We stopped by the Kotel, writing prayers and placing them the wall. I wrote a special prayer asking for blessing for my family, our congregation, Israel and America and our world. I took special pride in placing in the Wall, prayers written by Or Ami congregants and students.
Walking under the Kotel Tunnels, that stretch the length of the western retaining wall of the Temple Mount, never fails to amaze me. To see stones the size of school buses that weigh 631 tons, and trying to imagine how they were moved into place so far up the wall. To walk along paved roads that our ancestors walked upon 2000 years ago. To view the huge underground cistern which stored water for the desert area city.
We gained a sense of the interreligious nature of the city of Jerusalem during a visit to the Church of the Holy Sepulchre, where tradition teaches Jesus was nailed to the cross and laid following his death. Six different Christian denominations/churches each have a role and ownership of different parts of the church and its rituals. I was moved by the way Christian pilgrims were moved so deeply by being in the Church.
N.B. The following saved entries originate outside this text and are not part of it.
//! Pooled outbound HTTP client shared by every origin fetch.

use std::time::Duration;

use bytes::{Bytes, BytesMut};
use futures::Stream;
use reqwest::header::{HeaderMap, CONTENT_LENGTH, LOCATION, RANGE};
use reqwest::{Method, Response, StatusCode};
use url::Url;
use vodrelay_common::{Error, Result};

use super::guard::validate_target;
use super::OriginTarget;
use crate::config::OriginConfig;

/// Redirect hops followed before giving up.
const MAX_REDIRECTS: usize = 10;

/// A fully buffered origin response.
#[derive(Debug)]
pub struct FetchedBody {
    pub status: StatusCode,
    pub headers: HeaderMap,
    pub body: Bytes,
}

/// Keep-alive connection pool plus the timeouts every fetch carries.
///
/// There is no client-wide total timeout: short requests set one per
/// request, long streamed bodies are guarded by a per-read idle timeout.
#[derive(Clone)]
pub struct OriginClient {
    client: reqwest::Client,
    config: OriginConfig,
}

impl OriginClient {
    pub fn new(config: &OriginConfig) -> Result<Self> {
        let client = reqwest::Client::builder()
            .connect_timeout(Duration::from_secs(config.connect_timeout_secs))
            .pool_max_idle_per_host(config.pool_max_idle_per_host)
            .pool_idle_timeout(Duration::from_secs(config.pool_idle_timeout_secs))
            .tcp_keepalive(Duration::from_secs(60))
            .danger_accept_invalid_certs(config.accept_invalid_certs);
        // Redirect targets must pass the private-network guard, which needs
        // DNS, so hops are followed by hand in `send`.
        let client = if config.allow_private_networks {
            client
        } else {
            client.redirect(reqwest::redirect::Policy::none())
        };
        let client = client
            .build()
            .map_err(|e| Error::Internal(format!("failed to build HTTP client: {e}")))?;

        Ok(Self {
            client,
            config: config.clone(),
        })
    }

    pub fn config(&self) -> &OriginConfig {
        &self.config
    }

    /// Send one request to `target`.
    ///
    /// `range` is sent verbatim as the `Range` header. `timeout` bounds each
    /// exchange including the body, so leave it unset for streams. When
    /// private networks are off every redirect hop is re-validated.
    pub async fn send(
        &self,
        method: Method,
        target: &OriginTarget,
        range: Option<&str>,
        timeout: Option<Duration>,
    ) -> Result<Response> {
        let mut method = method;
        let mut url = target.url.clone();
        for _ in 0..=MAX_REDIRECTS {
            let response = self
                .send_once(method.clone(), &url, &target.headers, range, timeout)
                .await?;
            if self.config.allow_private_networks || !response.status().is_redirection() {
                return Ok(response);
            }
            let Some(next) = redirect_location(&url, &response) else {
                return Ok(response);
            };

            url = validate_target(next.as_str(), false).await?;
            if response.status() == StatusCode::SEE_OTHER && method != Method::HEAD {
                method = Method::GET;
            }
            tracing::debug!(from = %target.url, to = %url, "Following origin redirect");
        }

        Err(Error::protocol(format!(
            "more than {MAX_REDIRECTS} redirects from {}",
            target.url
        )))
    }

    async fn send_once(
        &self,
        method: Method,
        url: &Url,
        headers: &HeaderMap,
        range: Option<&str>,
        timeout: Option<Duration>,
    ) -> Result<Response> {
        let mut request = self
            .client
            .request(method.clone(), url.clone())
            .headers(headers.clone());
        if let Some(range) = range {
            request = request.header(RANGE, range);
        }
        if let Some(timeout) = timeout {
            request = request.timeout(timeout);
        }

        tracing::trace!(method = %method, url = %url, range = ?range, "Origin request");
        request
            .send()
            .await
            .map_err(|e| map_reqwest_error(url.as_str(), e))
    }

    /// GET `target` and buffer the body, refusing bodies over `max_bytes`.
    pub async fn fetch_limited(
        &self,
        target: &OriginTarget,
        timeout: Duration,
        max_bytes: u64,
    ) -> Result<FetchedBody> {
        let mut response = self.send(Method::GET, target, None, Some(timeout)).await?;
        let status = response.status();
        let headers = response.headers().clone();

        if let Some(len) = declared_length(&headers) {
            if len > max_bytes {
                return Err(Error::protocol(format!(
                    "body of {len} bytes exceeds the {max_bytes} byte limit"
                )));
            }
        }

        let mut body = BytesMut::new();
        while let Some(chunk) = response
            .chunk()
            .await
            .map_err(|e| map_reqwest_error(target.url.as_str(), e))?
        {
            if (body.len() + chunk.len()) as u64 > max_bytes {
                return Err(Error::protocol(format!(
                    "body exceeds the {max_bytes} byte limit"
                )));
            }
            body.extend_from_slice(&chunk);
        }

        Ok(FetchedBody {
            status,
            headers,
            body: body.freeze(),
        })
    }

    /// Turn a response into a body stream guarded by the idle read timeout.
    pub fn body_stream(
        &self,
        response: Response,
    ) -> impl Stream<Item = Result<Bytes>> + Send + 'static {
        body_stream(response, self.config.read_idle_timeout())
    }
}

/// Stream `response` chunk by chunk, failing when no data arrives for `idle`.
pub fn body_stream(
    mut response: Response,
    idle: Duration,
) -> impl Stream<Item = Result<Bytes>> + Send + 'static {
    let url = response.url().to_string();
    async_stream::try_stream! {
        loop {
            let next = tokio::time::timeout(idle, response.chunk())
                .await
                .map_err(|_| Error::OriginTimeout { url: url.clone() })?
                .map_err(|e| map_reqwest_error(&url, e))?;
            match next {
                Some(bytes) => yield bytes,
                None => break,
            }
        }
    }
}

/// Absolute target of a redirect response, if it carries a usable `Location`.
fn redirect_location(current: &Url, response: &Response) -> Option<Url> {
    let location = response.headers().get(LOCATION)?.to_str().ok()?;
    current.join(location.trim()).ok()
}

/// `Content-Length` of a response, if present and numeric.
pub fn declared_length(headers: &HeaderMap) -> Option<u64> {
    headers
        .get(CONTENT_LENGTH)
        .and_then(|v| v.to_str().ok())
        .and_then(|v| v.trim().parse().ok())
}

/// Classify a reqwest failure as a timeout or an unreachable origin.
pub fn map_reqwest_error(url: &str, err: reqwest::Error) -> Error {
    if err.is_timeout() {
        Error::OriginTimeout {
            url: url.to_string(),
        }
    } else {
        let mut message = err.to_string();
        let mut source = std::error::Error::source(&err);
        while let Some(cause) = source {
            message.push_str(": ");
            message.push_str(&cause.to_string());
            source = cause.source();
        }
        Error::unreachable(url, message)
    }
}
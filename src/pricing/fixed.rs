//! Fixed-table price oracle
//!
//! The canonical reference implementation of [`PriceOracle`]: an in-memory
//! lookup table with no live data feed. Prices never move within a process
//! lifetime.

use crate::pricing::PriceOracle;
use rust_decimal::Decimal;
use std::collections::HashMap;

/// Price oracle backed by a fixed symbol-to-price table
///
/// The default table carries the reference prices used across the system:
/// AAPL at 150.00, TSLA at 250.00, GOOGL at 2800.00. Custom tables can be
/// supplied with [`FixedPriceOracle::with_prices`].
#[derive(Debug, Clone)]
pub struct FixedPriceOracle {
    prices: HashMap<String, Decimal>,
}

impl FixedPriceOracle {
    /// Create an oracle with the canonical reference price table
    pub fn new() -> Self {
        let prices = HashMap::from([
            ("AAPL".to_string(), Decimal::new(15000, 2)),
            ("TSLA".to_string(), Decimal::new(25000, 2)),
            ("GOOGL".to_string(), Decimal::new(280000, 2)),
        ]);
        FixedPriceOracle { prices }
    }

    /// Create an oracle with a custom price table
    ///
    /// # Arguments
    ///
    /// * `prices` - Map of ticker symbol to unit price
    pub fn with_prices(prices: HashMap<String, Decimal>) -> Self {
        FixedPriceOracle { prices }
    }
}

impl Default for FixedPriceOracle {
    fn default() -> Self {
        Self::new()
    }
}

impl PriceOracle for FixedPriceOracle {
    fn price(&self, symbol: &str) -> Option<Decimal> {
        self.prices.get(symbol).copied()
    }
}

#[cfg(test)]
mod tests {
    use super::*;
    use rstest::rstest;

    #[rstest]
    #[case::aapl("AAPL", Decimal::new(15000, 2))]
    #[case::tsla("TSLA", Decimal::new(25000, 2))]
    #[case::googl("GOOGL", Decimal::new(280000, 2))]
    fn test_canonical_table(#[case] symbol: &str, #[case] expected: Decimal) {
        let oracle = FixedPriceOracle::new();
        assert_eq!(oracle.price(symbol), Some(expected));
    }

    #[rstest]
    #[case::unknown("ZZZZ")]
    #[case::lowercase("aapl")]
    #[case::empty("")]
    fn test_unrecognized_symbols_have_no_price(#[case] symbol: &str) {
        let oracle = FixedPriceOracle::new();
        assert_eq!(oracle.price(symbol), None);
    }

    #[test]
    fn test_custom_table_overrides_canonical() {
        let oracle = FixedPriceOracle::with_prices(HashMap::from([(
            "NVDA".to_string(),
            Decimal::new(90000, 2),
        )]));

        assert_eq!(oracle.price("NVDA"), Some(Decimal::new(90000, 2)));
        // Canonical symbols are absent from a custom table
        assert_eq!(oracle.price("AAPL"), None);
    }

    #[test]
    fn test_quotes_are_stable() {
        let oracle = FixedPriceOracle::new();
        let first = oracle.price("AAPL");
        let second = oracle.price("AAPL");
        assert_eq!(first, second);
    }

    #[test]
    fn test_oracle_is_send_sync() {
        fn assert_send_sync<T: Send + Sync>() {}
        assert_send_sync::<FixedPriceOracle>();
    }
}
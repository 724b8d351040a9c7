//! I/O module
//!
//! Handles CSV parsing and report output.
//!
//! # Components
//!
//! - `csv_format` - CSV format handling (row conversion, report serialization)
//! - `reader` - Streaming CSV reader with iterator interface

pub mod csv_format;
pub mod reader;

pub use csv_format::{
    convert_operation_row, write_holdings_csv, write_statement_csv, write_transactions_csv,
    OperationRow,
};
pub use reader::OperationReader;
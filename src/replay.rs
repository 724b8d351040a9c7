//! Operation replay pipeline
//!
//! Orchestrates the complete batch pipeline: stream operations from a CSV
//! file, apply each to a single account, then write the selected report to
//! the output writer.
//!
//! # Error Handling
//!
//! Fatal errors (unopenable input, invalid opening deposit, report write
//! failures) abort the run and are returned to the caller. Individual
//! operation failures are recoverable: they are reported to stderr and
//! processing continues with the next row, leaving the account exactly as it
//! was before the failed operation. The account itself performs no logging;
//! turning errors into messages is this layer's job.

use crate::cli::ReportKind;
use crate::core::Account;
use crate::io::csv_format::{write_holdings_csv, write_statement_csv, write_transactions_csv};
use crate::io::reader::OperationReader;
use crate::pricing::PriceOracle;
use rust_decimal::Decimal;
use std::io::Write;
use std::path::Path;

/// Replay an operations CSV through one account and write a report
///
/// # Arguments
///
/// * `input_path` - Path to the input CSV file of operations
/// * `opening_deposit` - Non-negative funds the account starts with
/// * `oracle` - Pricing capability injected into the account
/// * `report` - Which report to write once all operations have been applied
/// * `output` - Writer receiving the report CSV
///
/// # Errors
///
/// Returns `Err(String)` if:
/// - The opening deposit is negative
/// - The input file cannot be opened
/// - The report cannot be produced or written
///
/// Individual operation and row-parsing errors are logged to stderr and do
/// not cause this function to return an error.
pub fn replay(
    input_path: &Path,
    opening_deposit: Decimal,
    oracle: Box<dyn PriceOracle>,
    report: ReportKind,
    output: &mut dyn Write,
) -> Result<(), String> {
    let mut account =
        Account::new(oracle, opening_deposit).map_err(|e| format!("Cannot open account: {}", e))?;

    let reader = OperationReader::new(input_path)?;

    for result in reader {
        match result {
            Ok(operation) => {
                // A rejected operation leaves the account untouched
                if let Err(e) = account.apply(operation) {
                    eprintln!("Operation error: {}", e);
                }
            }
            Err(e) => {
                eprintln!("CSV parsing error: {}", e);
            }
        }
    }

    match report {
        ReportKind::Statement => write_statement_csv(&account, output),
        ReportKind::Holdings => write_holdings_csv(&account, output),
        ReportKind::Transactions => write_transactions_csv(account.transaction_history(), output),
    }
}
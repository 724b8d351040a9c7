//! Types module
//!
//! Contains core data structures used throughout the application.
//! This module organizes types into logical submodules:
//! - `transaction`: Transaction log entries, parsed operations, quantities
//! - `error`: Error types for the trading ledger

pub mod error;
pub mod transaction;

pub use error::LedgerError;
pub use transaction::{Operation, Quantity, Transaction, TransactionKind};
Standing atop the rooftops of the Old City of Jerusalem, we stood equidistance between three domes: Islam’s Dome of the Rock, the Dome atop the Church of the Sepulchre, and the new dome atop a new synagogue in the Jewish Quarter. Moments later, we heard the Muslim call to worship, listened to the Church bells ringing, and saw Jews rushing to the Kotel for pre-Shabbat prayers.
I took part of our group – who hadn’t tired yet from jetlag – to Machane Yehuda, the open air Jewish market. How I love the hustle and bustle of that place in the hours before Shabbat. Sounds and smells, colors and tastes, mingle together amidst the cacophony that we call the Jewish people. Pushing, shoving, selling, buying, talking, laughing… it is a wonderful feel for the hum and buzz of this city. We bought only chocolate rugaleh from Marzipan. Warm and delicious.
The day ended with Shabbat dinner at a Lebanese restaurant nearby the hotel. Following kiddush and motzi over the challah, we enjoyed a delicious dinner of salads and meats. Delicious!
Alas, its late again (10:30 pm Jerusalem time, 12:30 pm California time). I’m exhausted. I’ll fall asleep watching Troy, the story of another ancient city with a rich history.